The Wembley Stadium Rally. A two day public festival organised by the Reunification movement. The crowd exceeds the stadium's 100, 000 capacity by a terrifying 20%, but luckily the electrified fences and deep concrete moat should prevent their getting up to mischief. Sheldrake, devious, enigmatic Fuhrer in waiting, the directors of the big four, American ambassador Sam Exsmith, and King's Jays have long colluded on the project, though, as we are soon to discover, each man ruthlessly pursues his own agenda, and one of them just happens to be sharper and better at doing so than the others. Things start to fall apart for the Directors during a rousing terrace rendition of Abide With Me ("... "change and decay in all around I see...") when a rocket launched from the crowd shoots down the helicopter flying in the EEC dignitaries, incinerating them instantly. The crowd panic, tear down the fences and pile into the moat ....

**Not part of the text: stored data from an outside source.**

//! Table records and join projections.
//!
//! Base records map one table each and are [`Writable`]. Projections read
//! across joins with table-qualified columns and are read-only.

use serde::{Deserialize, Serialize};

use super::descriptor::{Writable, record};

const GEAR_JOINS: [&str; 3] = [
    "LEFT JOIN manufacture ON gear.gearManufactureId = manufacture.manufactureId",
    "LEFT JOIN gear_top_category ON gear.gearTopCategoryId = gear_top_category.topCategoryId",
    "LEFT JOIN gear_category ON gear.gearCategoryId = gear_category.categoryId",
];

// ---------------------------------------------------------------------------
// Base records
// ---------------------------------------------------------------------------

record! {
    #[derive(Debug, Clone, PartialEq, Serialize, Deserialize)]
    pub struct Gear in "gear" {
        #[serde(default)]
        pub gear_id: Option<i64> => "gearId";
        pub gear_top_category_id: i64 => "gearTopCategoryId",
        pub gear_category_id: i64 => "gearCategoryId",
        pub gear_manufacture_id: i64 => "gearManufactureId",
        #[serde(default)]
        pub gear_is_container: bool => "gearIsContainer",
        pub gear_name: String => "gearName",
        #[serde(default)]
        pub gear_size_definition: String => "gearSizeDefinition",
        #[serde(default)]
        pub gear_weight: i64 => "gearWeight",
        #[serde(default)]
        pub gear_height: i64 => "gearHeight",
        #[serde(default)]
        pub gear_length: i64 => "gearLength",
        #[serde(default)]
        pub gear_width: i64 => "gearWidth",
        #[serde(default)]
        pub gear_status: bool => "gearStatus",
    }
}

impl Writable for Gear {}

record! {
    #[derive(Debug, Clone, PartialEq, Serialize, Deserialize)]
    pub struct Category in "gear_category" {
        #[serde(default)]
        pub category_id: Option<i64> => "categoryId";
        pub category_top_category_id: i64 => "categoryTopCategoryId",
        pub category_name: String => "categoryName",
    }
}

impl Writable for Category {}

record! {
    #[derive(Debug, Clone, PartialEq, Serialize, Deserialize)]
    pub struct TopCategory in "gear_top_category" {
        #[serde(default)]
        pub top_category_id: Option<i64> => "topCategoryId";
        pub top_category_name: String => "topCategoryName",
        #[serde(default)]
        pub top_category_icon: Option<String> => "topCategoryIcon",
    }
}

impl Writable for TopCategory {}

record! {
    #[derive(Debug, Clone, PartialEq, Serialize, Deserialize)]
    pub struct Manufacture in "manufacture" {
        #[serde(default)]
        pub manufacture_id: Option<i64> => "manufactureId";
        pub manufacture_name: String => "manufactureName",
    }
}

impl Writable for Manufacture {}

// `userPassword` is not part of the descriptor. It is written only through
// `users::set_password` and never read back.
record! {
    #[derive(Debug, Clone, PartialEq, Serialize, Deserialize)]
    pub struct User in "users" {
        #[serde(default)]
        pub user_id: Option<i64> => "userId";
        pub user_username: String => "userUsername",
        #[serde(default)]
        pub user_name: String => "userName",
        #[serde(default)]
        pub user_email: Option<String> => "userEmail",
        #[serde(default)]
        pub user_is_admin: bool => "userIsAdmin",
    }
}

impl Writable for User {}

impl User {
    pub fn email(&self) -> Option<&str> {
        self.user_email
            .as_deref()
            .map(str::trim)
            .filter(|e| !e.is_empty())
    }
}

record! {
    #[derive(Debug, Clone, PartialEq, Serialize, Deserialize)]
    pub struct UserGearLink in "user_gear_registrations" {
        #[serde(default)]
        pub usergear_registration_id: Option<i64> => "userGearRegistrationId";
        pub usergear_gear_id: i64 => "gearId",
        pub usergear_user_id: i64 => "userId",
    }
}

impl Writable for UserGearLink {}

record! {
    #[derive(Debug, Clone, PartialEq, Serialize, Deserialize)]
    pub struct UserContainer in "user_container_registration" {
        #[serde(default)]
        pub container_registration_id: Option<i64> => "containerRegistrationId";
        pub user_container_id: i64 => "userContainerId",
        pub user_gear_registration_id: i64 => "userGearRegistrationId",
    }
}

impl Writable for UserContainer {}

// ---------------------------------------------------------------------------
// Projections
// ---------------------------------------------------------------------------

record! {
    #[derive(Debug, Clone, PartialEq, Serialize, Deserialize)]
    pub struct FullGear in "gear" join GEAR_JOINS {
        pub gear_id: i64 => "gear.gearId";
        pub gear_top_category_id: i64 => "gear.gearTopCategoryId",
        pub gear_category_id: i64 => "gear.gearCategoryId",
        pub gear_manufacture_id: i64 => "gear.gearManufactureId",
        pub gear_is_container: bool => "gear.gearIsContainer",
        pub gear_name: String => "gear.gearName",
        pub gear_size_definition: String => "gear.gearSizeDefinition",
        pub gear_weight: i64 => "gear.gearWeight",
        pub gear_height: i64 => "gear.gearHeight",
        pub gear_length: i64 => "gear.gearLength",
        pub gear_width: i64 => "gear.gearWidth",
        pub gear_status: bool => "gear.gearStatus",
        pub manufacture_id: i64 => "manufacture.manufactureId",
        pub manufacture_name: String => "manufacture.manufactureName",
        pub top_category_id: i64 => "gear_top_category.topCategoryId",
        pub top_category_name: String => "gear_top_category.topCategoryName",
        pub category_id: i64 => "gear_category.categoryId",
        pub category_name: String => "gear_category.categoryName",
        pub category_top_category_id: i64 => "gear_category.categoryTopCategoryId",
    }
}

record! {
    #[derive(Debug, Clone, PartialEq, Serialize, Deserialize)]
    pub struct GearListItem in "gear" join GEAR_JOINS {
        pub gear_id: i64 => "gear.gearId";
        pub gear_top_category_id: i64 => "gear.gearTopCategoryId",
        pub gear_category_id: i64 => "gear.gearCategoryId",
        pub gear_manufacture_id: i64 => "gear.gearManufactureId",
        pub gear_is_container: bool => "gear.gearIsContainer",
        pub gear_name: String => "gear.gearName",
        pub gear_size_definition: String => "gear.gearSizeDefinition",
        pub manufacture_id: i64 => "manufacture.manufactureId",
        pub manufacture_name: String => "manufacture.manufactureName",
        pub top_category_id: i64 => "gear_top_category.topCategoryId",
        pub top_category_name: String => "gear_top_category.topCategoryName",
        pub category_id: i64 => "gear_category.categoryId",
        pub category_name: String => "gear_category.categoryName",
        pub category_top_category_id: i64 => "gear_category.categoryTopCategoryId",
    }
}

const CATEGORY_JOINS: [&str; 1] = [
    "LEFT JOIN gear_top_category ON gear_category.categoryTopCategoryId = gear_top_category.topCategoryId",
];

record! {
    #[derive(Debug, Clone, PartialEq, Serialize, Deserialize)]
    pub struct CategoryListItem in "gear_category" join CATEGORY_JOINS {
        pub category_id: i64 => "gear_category.categoryId";
        pub category_top_category_id: i64 => "gear_category.categoryTopCategoryId",
        pub category_name: String => "gear_category.categoryName",
        pub top_category_id: Option<i64> => "gear_top_category.topCategoryId",
        pub top_category_name: Option<String> => "gear_top_category.topCategoryName",
        pub top_category_icon: Option<String> => "gear_top_category.topCategoryIcon",
    }
}

const USER_GEAR_JOINS: [&str; 6] = [
    "LEFT JOIN user_container_registration ON user_gear_registrations.userGearRegistrationId = user_container_registration.userGearRegistrationId",
    "LEFT JOIN gear ON user_gear_registrations.gearId = gear.gearId",
    "LEFT JOIN users ON user_gear_registrations.userId = users.userId",
    "LEFT JOIN manufacture ON gear.gearManufactureId = manufacture.manufactureId",
    "LEFT JOIN gear_top_category ON gear.gearTopCategoryId = gear_top_category.topCategoryId",
    "LEFT JOIN gear_category ON gear.gearCategoryId = gear_category.categoryId",
];

// A registration belongs to at most one container (unique index on
// `user_container_registration.userGearRegistrationId`), so the container
// join never fans out.
record! {
    #[derive(Debug, Clone, PartialEq, Serialize, Deserialize)]
    pub struct UserGear in "user_gear_registrations" join USER_GEAR_JOINS {
        pub usergear_registration_id: i64 => "user_gear_registrations.userGearRegistrationId";
        pub usergear_gear_id: i64 => "user_gear_registrations.gearId",
        pub usergear_user_id: i64 => "user_gear_registrations.userId",
        pub user_id: i64 => "users.userId",
        pub user_username: String => "users.userUsername",
        pub user_name: String => "users.userName",
        pub gear_id: i64 => "gear.gearId",
        pub gear_top_category_id: i64 => "gear.gearTopCategoryId",
        pub gear_category_id: i64 => "gear.gearCategoryId",
        pub gear_manufacture_id: i64 => "gear.gearManufactureId",
        pub gear_name: String => "gear.gearName",
        pub gear_weight: i64 => "gear.gearWeight",
        pub gear_height: i64 => "gear.gearHeight",
        pub gear_length: i64 => "gear.gearLength",
        pub gear_width: i64 => "gear.gearWidth",
        pub gear_status: bool => "gear.gearStatus",
        pub gear_is_container: bool => "gear.gearIsContainer",
        pub container_link_id: Option<i64> => "user_container_registration.containerRegistrationId",
        pub container_registration_id: Option<i64> => "user_container_registration.userContainerId",
        pub manufacture_id: i64 => "manufacture.manufactureId",
        pub manufacture_name: String => "manufacture.manufactureName",
        pub top_category_id: i64 => "gear_top_category.topCategoryId",
        pub top_category_name: String => "gear_top_category.topCategoryName",
        pub category_id: i64 => "gear_category.categoryId",
        pub category_name: String => "gear_category.categoryName",
        pub category_top_category_id: i64 => "gear_category.categoryTopCategoryId",
    }
}

#[cfg(test)]
mod tests {
    use super::*;
    use crate::database::descriptor::Record;
    use crate::database::mapper::{fetch_by_id, insert};
    use crate::database::test_support::{memory_db, seed_catalog};

    #[test]
    fn gear_payload_without_id_decodes() {
        let gear: Gear = serde_json::from_str(
            r#"{"gear_top_category_id":1,"gear_category_id":2,"gear_manufacture_id":3,"gear_name":"Tarp"}"#,
        )
        .unwrap();
        assert_eq!(gear.gear_id, None);
        assert_eq!(gear.gear_weight, 0);
        assert!(!gear.gear_status);
    }

    #[test]
    fn user_json_never_mentions_password() {
        let user = User {
            user_id: Some(1),
            user_username: "kari".into(),
            user_name: "Kari".into(),
            user_email: Some("kari@example.com".into()),
            user_is_admin: false,
        };
        let json = serde_json::to_value(&user).unwrap();
        assert!(json.get("user_password").is_none());
        assert!(User::FIELDS.iter().all(|f| f.column != "userPassword"));
    }

    #[test]
    fn blank_email_is_treated_as_missing() {
        let user = User {
            user_id: None,
            user_username: "x".into(),
            user_name: String::new(),
            user_email: Some("  ".into()),
            user_is_admin: false,
        };
        assert_eq!(user.email(), None);
    }

    #[test]
    fn projections_are_keyed_on_qualified_columns() {
        assert_eq!(FullGear::FIELDS[0].column, "gear.gearId");
        assert_eq!(
            UserGear::FIELDS[0].column,
            "user_gear_registrations.userGearRegistrationId"
        );
        assert_eq!(UserGear::JOINS.len(), 6);
        assert!(Gear::JOINS.is_empty());
    }

    #[tokio::test]
    async fn full_gear_joins_names() {
        let db = memory_db().await;
        let mut conn = db.acquire().await.unwrap();
        let seeded = seed_catalog(&mut conn).await;

        let full: FullGear = fetch_by_id(&mut conn, seeded.gear_id).await.unwrap();
        assert_eq!(full.manufacture_name, "Hilleberg");
        assert_eq!(full.top_category_name, "Shelter");
        assert_eq!(full.category_name, "Tents");
        assert_eq!(full.category_top_category_id, full.top_category_id);
    }

    #[tokio::test]
    async fn user_gear_without_container_has_null_links() {
        let db = memory_db().await;
        let mut conn = db.acquire().await.unwrap();
        let seeded = seed_catalog(&mut conn).await;

        let payload = format!(
            r#"{{"usergear_gear_id":{},"usergear_user_id":{}}}"#,
            seeded.gear_id, seeded.user_id
        );
        let link: UserGearLink = insert(&mut conn, payload.as_bytes()).await.unwrap();

        let view: UserGear = fetch_by_id(&mut conn, link.usergear_registration_id.unwrap())
            .await
            .unwrap();
        assert_eq!(view.user_username, "kari");
        assert_eq!(view.gear_name, "Keron 3 GT");
        assert_eq!(view.container_link_id, None);
        assert_eq!(view.container_registration_id, None);
    }
}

As you've likely guessed, the disaster triggers a countrywide orgy of torture and murder (the worst excesses occur off-page). The fabled silent majority are by now so desperate for some semblance of social stability they no longer care how it's achieved or by whom. With scores settled and all troublesome parties executed, the new order deliver on their promise of a shiny, prosperous Albion. Turned out nice again.
Not quite the novel you'd maybe expect from the slightly sexed-up blurb, but a compelling, ultra-bleak read all the same as the author clinically charts England/ Britain's decline (the two seem to be interchangeable) from her "traditional role of leaders and law-giver" to inconsequential satellite of the reffing U.S.A.